Interfejs programu jest niezwykle prosty i czytelny, okno jest podzielone na trzy części. W jednej z nich (największej) widoczne jest urządzenie, na które będą przenoszone pliki. Następne okna są odpowiedzialne za przeniesienie i konwersję plików potrzebnych użytkownikowi, co ostatecznie pozwoli na ich umieszczenie w pamięci dowolnego urządzenia mobilnego Apple.
Wybrane przez siebie urządzenie można połączyć za pomocą kabla USB A/C – Lightning lub WiFi w zależności od potrzeb. W przypadku opcji nr 2 należy podłączyć urządzenie i uruchomić aplikację, wejść w konfigurację WiFi i je włączyć, jako formę komunikacji. Dopiero wtedy Waltr Pro poprawnie wykryje sprzęt, inaczej pozostanie nam używanie przewodowego połączenia między komputerem, a iPadem 5th gen (w moim przypadku).
Po skonfigurowaniu iPada z programem zdecydowałem się na przeniesienie muzyki przez WiFi z zewnętrznego dysku twardego podłączonego do Surface Laptop 3. Najpierw wybrałem 5-7 utworów i ich przeniesienie zajęło niecałą minutę.
Schody zaczęły się w momencie, gdy chciałem umieścić w pamięci iPada ponad 30 kawałków. Operacja zajęła ponad 7 minut, co teoretycznie może być dobrym czasem, ale spodziewałem się krótszej operacji. Mogło to mieć związek, z tym że utwory trzymałem na dysku zewnętrznym z USB 3.0.
Widać, że Waltr Pro jest nastawiony na przenoszenie muzyki, ponieważ w momencie przenoszenia tapety pojawiła się wzmianka o potrzebie pobrania dodatkowej aplikacji dla iOS/iPadOS. Waltr Files nie jest przystosowane do rozdzielczości ekranu iPada i występuje wyłącznie na iPhonie lub jego pochodnych (iPod).

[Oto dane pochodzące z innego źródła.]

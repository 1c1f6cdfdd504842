//! Rules whose next state is computed from the current one.

use effect_automaton::automaton::{pipe, Automaton, Completion};
use effect_automaton::builder::{AutomatonBuilder, TransitionBuilder};
use effect_automaton::core::Guard;
use effect_automaton::effects::{Effect, FlattenStrategy};
use effect_automaton::mapping::{reduce, Mapping};
use std::time::Duration;

#[derive(Clone, Copy, Debug, PartialEq, Eq)]
enum CountInput {
    Increment,
    Decrement,
    Reset,
}

fn step(input: CountInput, map: fn(&i64) -> i64) -> Mapping<i64, CountInput> {
    TransitionBuilder::new()
        .on(input)
        .from_any()
        .map(map)
        .build_mapping()
        .unwrap()
}

#[tokio::test]
async fn increment_and_decrement() {
    let (sender, inputs) = pipe();
    let mapping = reduce([
        step(CountInput::Increment, |n| n + 1),
        step(CountInput::Decrement, |n| n - 1),
    ]);
    let automaton = Automaton::new(0i64, inputs, mapping, FlattenStrategy::Merge).unwrap();
    let mut replies = automaton.subscribe();

    for (input, expected) in [
        (CountInput::Increment, 1),
        (CountInput::Increment, 2),
        (CountInput::Decrement, 1),
        (CountInput::Decrement, 0),
    ] {
        sender.send(input).unwrap();
        replies.recv().await.unwrap();
        assert_eq!(automaton.state(), expected);
    }

    sender.send(CountInput::Reset).unwrap();
    let reply = replies.recv().await.unwrap().unwrap();
    assert_eq!(reply.to_state, None);
    assert_eq!(automaton.state(), 0);
}

#[tokio::test]
async fn guarded_state_function() {
    let (sender, inputs) = pipe();
    let automaton = AutomatonBuilder::new()
        .initial(0i64)
        .inputs(inputs)
        .transition(
            TransitionBuilder::new()
                .on(CountInput::Increment)
                .from(Guard::new(|n: &i64| *n < 2))
                .map(|n: &i64| n + 1),
        )
        .unwrap()
        .transition(TransitionBuilder::new().on(CountInput::Reset).from_any().to(0))
        .unwrap()
        .build()
        .unwrap();
    let replies = automaton.subscribe();

    for input in [
        CountInput::Increment,
        CountInput::Increment,
        CountInput::Increment,
        CountInput::Reset,
    ] {
        sender.send(input).unwrap();
    }
    sender.complete();

    let to_states: Vec<_> = replies
        .collect()
        .await
        .unwrap()
        .into_iter()
        .map(|reply| reply.to_state)
        .collect();
    assert_eq!(to_states, vec![Some(1), Some(2), None, Some(0)]);
    assert_eq!(automaton.join().await.unwrap(), Completion::Finished);
}

#[tokio::test(start_paused = true)]
async fn ticking_effect_counts_up() {
    let (sender, inputs) = pipe();
    let ticks = || {
        Effect::from_stream(futures::stream::iter([CountInput::Increment; 3])).then(Effect::delayed(
            CountInput::Increment,
            Duration::from_millis(50),
        ))
    };
    let automaton = AutomatonBuilder::new()
        .initial(0i64)
        .inputs(inputs)
        .strategy(FlattenStrategy::Latest)
        .transition(
            TransitionBuilder::new()
                .on(CountInput::Reset)
                .from_any()
                .to(100)
                .effect(ticks),
        )
        .unwrap()
        .mapping(step(CountInput::Increment, |n| n + 1))
        .build()
        .unwrap();
    let replies = automaton.subscribe();

    sender.send(CountInput::Reset).unwrap();
    sender.complete();

    let replies = replies.collect().await.unwrap();
    // `then` drops the three leading ticks and keeps the delayed one.
    assert_eq!(replies.len(), 2);
    assert_eq!(automaton.state(), 101);
}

W trakcie operacji zauważyłem, że w aplikacji Muzyka (iPadOS) „widać” przenoszone pliki. Problem w tym, że są szare i nie można ich odtworzyć, dopóki każdy z nich nie zostanie przeniesiony. Po zakończeniu przenoszenia można je odtworzyć lub zaczekać aż reszta zostanie przeniesiona.
Podsumowanie
Zamysł stojący za Waltr Pro jest całkiem w porządku, jednak boli mnie fakt, że aplikacja do poprawnego działania wymaga iTunes, jeśli chce być jej alternatywą. Program z pewnością zbierze wokół siebie rzeszę zwolenników i przeciwników.
Niezaprzeczalną zaletą jest dosyć szybkie przenoszenie plików przez WiFi, minimalistyczny interfejs skupiający się na szybkim przenoszeniu plików i prostocie. Tego nie ma w iTunes, które jest zdecydowanie większym programem, a znając życie i tak użytkownik będzie go używał do przeniesienia muzyki.
Nie byłem w stanie sprawdzić przenoszenia innych plików, ponieważ aplikacja mobilna nie jest dostosowana do iPada, a używanie wersji smartfonowej na tablecie to dla mnie droga przez mękę.
Autorzy wykonali połowicznie dobrą robotę i częściowo mogą być z siebie dumni, choć mam wrażenie, że tego typu aplikacje odchodzą do lamusa. Szczególni teraz w dobie streamingu muzyki lub przechowywania plików w chmurze.